- DVD Cover Art
- Based on: Jekyll & Hyde by Leslie Bricusse Frank Wildhorn
- Directed by: Don Roy King
- Starring: David Hasselhoff Coleen Sexton Andrea Rivette George Merritt Barrie Ingham
- Theme music composer: Frank Wildhorn Leslie Bricusse Steve Cuden
- Country of origin: United States
- Original language: English

Production
- Running time: 135 minutes

Original release
- Release: March 10, 2001

= Jekyll & Hyde: Direct from Broadway =

Jekyll & Hyde: Direct from Broadway is a 2001 television film of the Broadway production of the 1990 musical Jekyll & Hyde as captured live in performance on Broadway featuring the show's final Broadway cast. The show was captured at Broadway's Plymouth Theatre in New York City December 2000 utilizing multiple high-definition cameras by Broadway Worldwide.

The film was released March 10, 2001, as a one-night-only event in seven digital cinemas in Boston, Cincinnati, Cleveland, Dallas, New York, Phoenix, and Washington, D.C., with showings on cable and satellite pay-per-view channels in the U.S., Canada, and Latin America. This marked the first time that a non-film had been distributed for digital cinema showing. The program was released on DVD and VHS September 11, 2001, by GoodTimes Video, with a DVD re-release November 14, 2006, by Image Entertainment. HBO bought the program in December 2002 for a two-year contract on the network.

There was a professionally shot performance as a rehearsal for the official one used for the DVD. In the former it starred Rob Evan, an alternate and veteran with the production, in the title role. It is currently available on YouTube.

==Plot summary==
- Act I
Attorney and friend John Utterson and future father-in-law Sir Danvers Carew introduce Dr. Henry Jekyll to the audience. Beside his comatose father's bed, Jekyll tells the audience that man is both good and evil ("Lost in the Darkness").

The citizens of London describe the dualities inherent in their lives ("Facade"). Jekyll proposes to the Board of Governors of St. Jude's Hospital a personality research experiment on humans to separate good from evil, but the board rejects "Jekyll's Plea". Jekyll feels he is right and seeks to "Pursue the Truth".

Sir Danvers hosts an engagement party for his daughter, Emma. Guests try to persuade Emma to end her engagement with Dr. Henry and she sings "Emma's Reasons" to explain why she stays. Jekyll arrives late to the party as usual.

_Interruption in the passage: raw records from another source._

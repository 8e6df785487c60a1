//! Convergence passes against the filesystem applier and a blobstore
//! directory.

use std::collections::BTreeSet;
use std::path::{Path, PathBuf};

use agent_tasks::applier::{
    Applier, ApplierSettings, BlobstoreDir, ConvergeError, FsApplier, MonitSupervisor, Operation,
    Package, Reconciler,
};
use agent_tasks::digest::Digest;
use tempfile::TempDir;

struct Node {
    _root: TempDir,
    blobs: PathBuf,
    store_dir: PathBuf,
    live_dir: PathBuf,
    reconciler: Reconciler<FsApplier<BlobstoreDir, MonitSupervisor>>,
}

impl Node {
    /// A node whose supervisor binary is `supervisor`.
    async fn new(supervisor: &str) -> Self {
        let root = tempfile::tempdir().unwrap();
        let blobs = root.path().join("blobs");
        let store_dir = root.path().join("data/packages");
        let live_dir = root.path().join("packages");
        std::fs::create_dir_all(&blobs).unwrap();

        let applier = FsApplier::open(
            ApplierSettings {
                store_dir: store_dir.clone(),
                live_dir: live_dir.clone(),
            },
            BlobstoreDir::new(&blobs),
            MonitSupervisor::new(supervisor),
        )
        .await
        .unwrap();

        Self {
            _root: root,
            blobs,
            store_dir,
            live_dir,
            reconciler: Reconciler::new(applier),
        }
    }

    /// Publish a blob and describe the package built from it.
    fn publish(&self, name: &str, version: &str, deps: &[&str]) -> Package {
        let content = format!("{name} {version}");
        let digest = Digest::sha256(content.as_bytes());
        std::fs::write(self.blobs.join(digest.hex()), &content).unwrap();
        Package {
            name: name.to_string(),
            version: version.to_string(),
            digest: digest.into(),
            dependencies: deps.iter().map(|d| d.to_string()).collect(),
            install_path: None,
            job: None,
        }
    }

    async fn live_names(&self) -> BTreeSet<String> {
        self.reconciler
            .applier()
            .live()
            .await
            .unwrap()
            .into_iter()
            .map(|p| p.name)
            .collect()
    }

    /// Staged version directories kept for `name`.
    fn staged_versions(&self, name: &str) -> usize {
        std::fs::read_dir(self.store_dir.join(name))
            .map(|entries| {
                entries
                    .filter_map(Result::ok)
                    .filter(|e| !e.file_name().to_string_lossy().starts_with('.'))
                    .count()
            })
            .unwrap_or(0)
    }

    fn linked_content(&self, name: &str) -> Option<String> {
        std::fs::read_to_string(self.live_dir.join(name).join("blob")).ok()
    }
}

fn names(items: &[&str]) -> BTreeSet<String> {
    items.iter().map(|s| s.to_string()).collect()
}

fn exists(path: &Path) -> bool {
    path.symlink_metadata().is_ok()
}

#[tokio::test]
async fn converges_to_desired_set() {
    let node = Node::new("true").await;
    let c = node.publish("c", "1", &[]);
    node.reconciler.converge(&[c]).await.unwrap();
    assert_eq!(node.live_names().await, names(&["c"]));

    let a = node.publish("a", "1", &[]);
    let b = node.publish("b", "1", &["a"]);
    let report = node.reconciler.converge(&[b, a]).await.unwrap();

    assert_eq!(report.applied, vec!["a", "b"]);
    assert_eq!(report.removed, vec!["c"]);
    assert_eq!(node.live_names().await, names(&["a", "b"]));
    assert_eq!(node.linked_content("a").as_deref(), Some("a 1"));
    assert_eq!(node.linked_content("b").as_deref(), Some("b 1"));
    assert!(!exists(&node.live_dir.join("c")));
}

#[tokio::test]
async fn upgrade_replaces_live_version() {
    let node = Node::new("true").await;
    let v1 = node.publish("ruby", "3.2", &[]);
    node.reconciler.converge(&[v1]).await.unwrap();

    let v2 = node.publish("ruby", "3.3", &[]);
    node.reconciler.converge(&[v2]).await.unwrap();

    assert_eq!(node.linked_content("ruby").as_deref(), Some("ruby 3.3"));
}

#[tokio::test]
async fn repeated_upgrades_keep_one_staged_version() {
    let node = Node::new("true").await;
    for version in ["1", "2", "3", "4"] {
        let pkg = node.publish("ruby", version, &[]);
        node.reconciler.converge(&[pkg]).await.unwrap();
    }

    assert_eq!(node.staged_versions("ruby"), 1);
    assert_eq!(node.linked_content("ruby").as_deref(), Some("ruby 4"));
}

#[tokio::test]
async fn missing_blob_leaves_node_untouched() {
    let node = Node::new("true").await;
    let c = node.publish("c", "1", &[]);
    node.reconciler.converge(&[c]).await.unwrap();

    let a = node.publish("a", "1", &[]);
    let mut b = node.publish("b", "1", &[]);
    b.digest = Digest::sha256(b"never published").into();

    let err = node.reconciler.converge(&[a, b]).await.unwrap_err();

    assert!(matches!(
        err,
        ConvergeError::Failed { ref package, operation: Operation::Prepare, .. } if package == "b"
    ));
    assert_eq!(node.live_names().await, names(&["c"]));
    assert!(!exists(&node.live_dir.join("a")));
}

#[tokio::test]
async fn failed_job_rolls_back_pass() {
    // Every supervisor command fails, so any package with a job cannot start.
    let node = Node::new("false").await;
    let c = node.publish("c", "1", &[]);
    node.reconciler.converge(&[c.clone()]).await.unwrap();

    let a = node.publish("a", "1", &[]);
    let mut b = node.publish("b", "1", &["a"]);
    b.job = Some("b-server".to_string());

    let err = node.reconciler.converge(&[a, b, c]).await.unwrap_err();

    assert!(matches!(
        err,
        ConvergeError::Failed { ref package, operation: Operation::Apply, rolled_back: true, .. }
            if package == "b"
    ));
    assert_eq!(node.live_names().await, names(&["c"]));
    assert!(!exists(&node.live_dir.join("a")));
    assert!(!exists(&node.live_dir.join("b")));
    assert_eq!(node.linked_content("c").as_deref(), Some("c 1"));
}
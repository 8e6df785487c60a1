//! Task RPC client for the agent.
//!
//! Every method follows the same path: submit the command, poll the task
//! handle until it is terminal, decode the reply into the method's result
//! shape. Adding a method means adding an argument tuple and a shape.

use std::time::Duration;

use serde::Serialize;
use serde_json::{Map, Value};
use tracing::{debug, instrument};

use crate::actions::{
    FetchLogsWithSignedUrlRequest, FetchLogsWithSignedUrlResponse, SshParams, SshResult,
    SyncDnsWithSignedUrlRequest, UpdateSettings,
};
use crate::digest::MultipleDigest;
use crate::error::RpcError;
use crate::task::{decode, ErrorTolerance, ResponseShape, TaskPoller};
use crate::transport::{TaskHandle, Transport};

/// A remote method with positional arguments.
#[derive(Debug, Clone, PartialEq)]
pub struct Command {
    method: String,
    arguments: Vec<Value>,
}

impl Command {
    pub fn new(method: impl Into<String>) -> Self {
        Self {
            method: method.into(),
            arguments: Vec::new(),
        }
    }

    /// Append a positional argument.
    pub fn arg<A: Serialize + ?Sized>(mut self, arg: &A) -> Result<Self, RpcError> {
        let value = serde_json::to_value(arg).map_err(|source| RpcError::Encode {
            method: self.method.clone(),
            source,
        })?;
        self.arguments.push(value);
        Ok(self)
    }

    pub fn method(&self) -> &str {
        &self.method
    }

    pub fn arguments(&self) -> &[Value] {
        &self.arguments
    }
}

/// Polling cadence and failure tolerance of a client.
#[derive(Debug, Clone, Copy, PartialEq, Eq)]
pub struct ClientSettings {
    /// Pause between `get_task` polls and between transport retries.
    pub get_task_delay: Duration,
    /// Consecutive transport failures tolerated within one call.
    pub tolerated_error_count: u32,
}

impl Default for ClientSettings {
    fn default() -> Self {
        Self {
            get_task_delay: Duration::from_secs(1),
            tolerated_error_count: 3,
        }
    }
}

/// Client issuing asynchronous task commands to an agent.
///
/// Holds no per-call state, so one client can serve concurrent calls.
pub struct AgentClient<T> {
    transport: T,
    settings: ClientSettings,
}

impl<T: Transport> AgentClient<T> {
    pub const fn new(transport: T, settings: ClientSettings) -> Self {
        Self {
            transport,
            settings,
        }
    }

    /// Run `command` to completion and decode its result as `S`.
    #[instrument(skip(self, command), fields(method = %command.method()))]
    pub async fn invoke<S: ResponseShape>(&self, command: Command) -> Result<S, RpcError> {
        let method = command.method();
        let mut tolerance = ErrorTolerance::new(self.settings.tolerated_error_count);

        let handle = self
            .submit(method, command.arguments(), &mut tolerance)
            .await?;
        let raw = TaskPoller::new(&self.transport, self.settings.get_task_delay)
            .poll(method, handle, &mut tolerance)
            .await?;

        decode::<S>(&raw).map_err(|failure| RpcError::from_decode(method, failure))
    }

    async fn submit(
        &self,
        method: &str,
        arguments: &[Value],
        tolerance: &mut ErrorTolerance,
    ) -> Result<TaskHandle, RpcError> {
        loop {
            match self.transport.submit(method, arguments).await {
                Ok(handle) => {
                    tolerance.on_transport_success();
                    debug!(method, task_id = %handle, "Submitted task");
                    return Ok(handle);
                }
                Err(e) => tolerance.absorb(method, e)?,
            }
            tokio::time::sleep(self.settings.get_task_delay).await;
        }
    }

    /// Fetch logs of `log_type`; the agent's reply map is returned unchanged.
    pub async fn fetch_logs(
        &self,
        log_type: &str,
        filters: &[String],
    ) -> Result<Map<String, Value>, RpcError> {
        let command = Command::new("fetch_logs").arg(log_type)?.arg(filters)?;
        self.invoke(command).await
    }

    /// Have the agent upload logs to `signed_url`.
    pub async fn fetch_logs_with_signed_url(
        &self,
        signed_url: &str,
        log_type: &str,
        filters: &[String],
    ) -> Result<FetchLogsWithSignedUrlResponse, RpcError> {
        let request = FetchLogsWithSignedUrlRequest {
            signed_url: signed_url.to_string(),
            log_type: log_type.to_string(),
            filters: filters.to_vec(),
        };
        let command = Command::new("fetch_logs_with_signed_url").arg(&request)?;
        self.invoke(command).await
    }

    /// Have the agent download DNS records from `signed_url`.
    ///
    /// Returns the agent's acknowledgement string as is.
    pub async fn sync_dns_with_signed_url(
        &self,
        signed_url: &str,
        digest: MultipleDigest,
        version: u64,
    ) -> Result<String, RpcError> {
        let request = SyncDnsWithSignedUrlRequest {
            signed_url: signed_url.to_string(),
            multi_digest: digest,
            version,
        };
        let command = Command::new("sync_dns_with_signed_url").arg(&request)?;
        self.invoke(command).await
    }

    /// Run an ssh setup/cleanup command on the agent.
    ///
    /// `Ok` means the agent raised no exception; the command's own status is
    /// in the result.
    pub async fn ssh(&self, cmd: &str, params: &SshParams) -> Result<SshResult, RpcError> {
        let command = Command::new("ssh").arg(cmd)?.arg(params)?;
        self.invoke(command).await
    }

    pub async fn update_settings(&self, settings: &UpdateSettings) -> Result<(), RpcError> {
        let command = Command::new("update_settings").arg(settings)?;
        self.invoke::<Value>(command).await.map(|_| ())
    }
}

He warns Emma of his duty to his work and she pledges to stand behind him ("I Must Go On/Take Me as I Am").

Jekyll and Utterson go to "The Red Rat" bar for his bachelor party. Backstage, club manager Spider scolds prostitute Lucy Harris for arriving late. As she prepares for her act, Lucy realizes "No One Knows Who I Am". On stage, she sings "Good 'N' Evil" and Jekyll is captivated by her. Lucy flirts with Jekyll, but he is reticent to go any further ["Here's to the Night (Lucy meets Jekyll)"].

Back home, Henry tells John that he has found a subject for his experiment. He goes into his lab and realizes that "This Is the Moment".
He logs his work into his journal. He injects the formula into his arm and writhes in pain ("First Transformation"). A new, aggressive personality emerges: Edward Hyde ("Alive").

Jekyll spends the next several weeks working secretly in his lab. Emma, Sir Danvers and Utterson worry Jekyll has reduced his life to "His Work and Nothing More".

Lucy Harris arrives at the doctor's home and shows him the bruises caused by Edward Hyde. Jekyll realizes the connection. Under the doctor's care, Lucy begins to have feelings for him ("Sympathy, Tenderness"/"Someone Like You"). Edward Hyde leaves the lab and kills the Bishop of Basingstoke, a member of the Board of Governors and a secret pedophile.

- Act II
Five more of the governors who rejected Jekyll's experiment proposal are dead as the townspeople wonder who is behind this string of murders ("Murder Murder"). Emma reads a part of the doctor's journal and begs him to confide in her ("Once Upon a Dream"). Utterson discovers Jekyll has revised his will to make Hyde his sole heir and demands to know more about Hyde. Jekyll tells him he is only a 'colleague' in his experiment, while knowing Hyde is part of him ("Obsession"). Meanwhile, Lucy and Emma fantasize about the new men in their lives, not realizing they are one and the same ( "In His Eyes"). Lucy is terrified of Hyde but she cannot help submitting to him, even though "It's a Dangerous Game".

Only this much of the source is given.